FDG PET/CT is not used to stage intracranial metastases due to background brain activity significantly reducing sensitivity. You’re likely only detecting lesions 1cm or greater in the brain, or ones which demonstrate low metabolic activity and appear dark.

MRI is much more sensitive and specific and is the standard of care for staging in my practice and as per the NCCN clinical guidelines. I haven’t been to any institution or heard of one where PET is used for staging of brain metastases.

Not sure where this is coming from.

2 comments

I probably wasn't clear in context because different meanings of sensitivity seem to have crossed paths. I was referring to the physics of signal detection in MRI vs PET, not clinical disease detection. MRI only detects signal from an extremely small fraction of the protons in the sample. You have no chance of detecting individual protons. MRI makes up for that with brute force of proton numbers in tissue.
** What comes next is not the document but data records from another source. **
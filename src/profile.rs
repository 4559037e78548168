//! In-memory profile model consumed by the analyzers.
//!
//! Mirrors the sampled-stack shape of a Go pprof profile: an ordered list of
//! sample-type columns and a list of samples whose `value` vectors are
//! index-aligned with those columns. Locations are ordered top of stack
//! first. The binary pprof encoding is decoded elsewhere; profiles arrive
//! here as JSON documents.

use serde::{Deserialize, Serialize};

use std::path::Path;
use std::str::FromStr;

use crate::{LensError, LensResult};

/// Aggregation key used when a sample carries no named function.
pub const UNKNOWN_FUNCTION: &str = "unknown";

#[derive(Debug, Clone, Default, PartialEq, Serialize, Deserialize)]
#[serde(rename_all = "camelCase")]
pub struct Profile {
    #[serde(default)]
    pub sample_type: Vec<ValueType>,
    #[serde(default)]
    pub sample: Vec<Sample>,
    /// Collection time in nanoseconds since the Unix epoch; zero when unknown.
    #[serde(default)]
    pub time_nanos: i64,
    #[serde(default)]
    pub duration_nanos: i64,
}

#[derive(Debug, Clone, PartialEq, Eq, Serialize, Deserialize)]
pub struct ValueType {
    #[serde(rename = "type")]
    pub name: String,
    pub unit: String,
}

#[derive(Debug, Clone, Default, PartialEq, Serialize, Deserialize)]
pub struct Sample {
    #[serde(default)]
    pub value: Vec<i64>,
    #[serde(default)]
    pub location: Vec<Location>,
}

#[derive(Debug, Clone, Default, PartialEq, Serialize, Deserialize)]
pub struct Location {
    /// Inlined frames; the first entry is the innermost call.
    #[serde(default)]
    pub line: Vec<Line>,
}

#[derive(Debug, Clone, Default, PartialEq, Serialize, Deserialize)]
pub struct Line {
    #[serde(default)]
    pub function: Option<Function>,
    #[serde(default)]
    pub line: i64,
}

#[derive(Debug, Clone, Default, PartialEq, Eq, Serialize, Deserialize)]
pub struct Function {
    pub name: String,
    #[serde(default)]
    pub filename: String,
}

impl ValueType {
    pub fn new(name: &str, unit: &str) -> Self {
        Self {
            name: name.to_string(),
            unit: unit.to_string(),
        }
    }
}

impl Sample {
    /// Builds a sample whose stack lists `frames` top of stack first.
    pub fn new(value: Vec<i64>, frames: &[&str]) -> Self {
        Self {
            value,
            location: frames
                .iter()
                .map(|name| Location {
                    line: vec![Line {
                        function: Some(Function {
                            name: (*name).to_string(),
                            filename: String::new(),
                        }),
                        line: 0,
                    }],
                })
                .collect(),
        }
    }

    /// Name of the top-of-stack function: first frame with a function in the
    /// first location, or [`UNKNOWN_FUNCTION`].
    pub fn leaf_function(&self) -> &str {
        self.location
            .first()
            .and_then(Location::first_function)
            .unwrap_or(UNKNOWN_FUNCTION)
    }

    /// First frame with a function found walking the stack from the top.
    /// Stands in for an allocation type in heap time series, which carry no type names.
    pub fn allocation_site(&self) -> &str {
        self.location
            .iter()
            .find_map(Location::first_function)
            .unwrap_or(UNKNOWN_FUNCTION)
    }

    pub fn value_at(&self, index: usize) -> Option<i64> {
        self.value.get(index).copied()
    }
}

impl Location {
    /// An unnamed function still claims the frame; it reads as [`UNKNOWN_FUNCTION`].
    fn first_function(&self) -> Option<&str> {
        self.line
            .iter()
            .find_map(|l| l.function.as_ref())
            .map(|f| match f.name.as_str() {
                "" => UNKNOWN_FUNCTION,
                name => name,
            })
    }
}

impl Profile {
    pub fn new(sample_type: Vec<ValueType>) -> Self {
        Self {
            sample_type,
            ..Self::default()
        }
    }

    pub fn with_sample(mut self, value: Vec<i64>, frames: &[&str]) -> Self {
        self.sample.push(Sample::new(value, frames));
        self
    }

    /// Index of the first column named `name`.
    pub fn column(&self, name: &str) -> Option<usize> {
        self.sample_type.iter().position(|st| st.name == name)
    }

    pub fn from_json_slice(bytes: &[u8], origin: &str) -> LensResult<Self> {
        serde_json::from_slice(bytes).map_err(|source| LensError::Parse {
            origin: origin.to_string(),
            source,
        })
    }

    pub fn read_json(path: &Path) -> LensResult<Self> {
        let bytes = std::fs::read(path).map_err(|source| LensError::FileNotFound {
            path: path.display().to_string(),
            source,
        })?;
        Self::from_json_slice(&bytes, &path.display().to_string())
    }

    pub fn write_json(&self, path: &Path) -> LensResult<()> {
        if let Some(parent) = path.parent() {
            std::fs::create_dir_all(parent)?;
        }
        std::fs::write(path, serde_json::to_vec_pretty(self)?)?;
        Ok(())
    }
}

#[derive(Debug, Clone, Copy, PartialEq, Eq, Hash, Serialize, Deserialize)]
#[serde(rename_all = "snake_case")]
pub enum ProfileKind {
    Cpu,
    Heap,
    Goroutine,
    Allocs,
    Mutex,
    Block,
}

impl ProfileKind {
    pub const ALL: [ProfileKind; 6] = [
        Self::Cpu,
        Self::Heap,
        Self::Goroutine,
        Self::Allocs,
        Self::Mutex,
        Self::Block,
    ];

    pub fn as_str(self) -> &'static str {
        match self {
            Self::Cpu => "cpu",
            Self::Heap => "heap",
            Self::Goroutine => "goroutine",
            Self::Allocs => "allocs",
            Self::Mutex => "mutex",
            Self::Block => "block",
        }
    }

    /// Display name used in report headings.
    pub fn title(self) -> &'static str {
        match self {
            Self::Cpu => "CPU",
            Self::Heap => "Heap",
            Self::Goroutine => "Goroutine",
            Self::Allocs => "Allocs",
            Self::Mutex => "Mutex",
            Self::Block => "Block",
        }
    }
}

impl std::fmt::Display for ProfileKind {
    fn fmt(&self, f: &mut std::fmt::Formatter<'_>) -> std::fmt::Result {
        f.write_str(self.as_str())
    }
}

impl FromStr for ProfileKind {
    type Err = LensError;

    fn from_str(s: &str) -> Result<Self, Self::Err> {
        let wanted = s.trim().to_ascii_lowercase();
        Self::ALL
            .into_iter()
            .find(|k| k.as_str() == wanted)
            .ok_or_else(|| LensError::UnsupportedProfileType(s.to_string()))
    }
}

impl clap::ValueEnum for ProfileKind {
    fn value_variants<'a>() -> &'a [Self] {
        &Self::ALL
    }

    fn to_possible_value(&self) -> Option<clap::builder::PossibleValue> {
        Some(clap::builder::PossibleValue::new(self.as_str()))
    }
}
Modalities like PET can detect events from a far greater fraction of the isotopes present. But they are limited in spatial resolution by the physics. This is why MRI is said to be a very insensitive modality.

See for example the discussion about MRI vs other modalities here:

https://wikipedia.org/wiki/Molecular_imaging

which notes that MRI has a sensitivity around 10^−3 to 10^−5 mol/L whereas PET is many orders of magnitude more sensitive at 10^-11 to 10^-12 mol/L.

So what I meant was if there's an analogy that you're looking at a skyscraper, MRI can "see" which which rooms have floodlights turned on. PET could detect whether there's a single candle burning somewhere in the building, but it can't tell you which room it's in.

Thanks, it’s reassuring that we aren’t way off piste.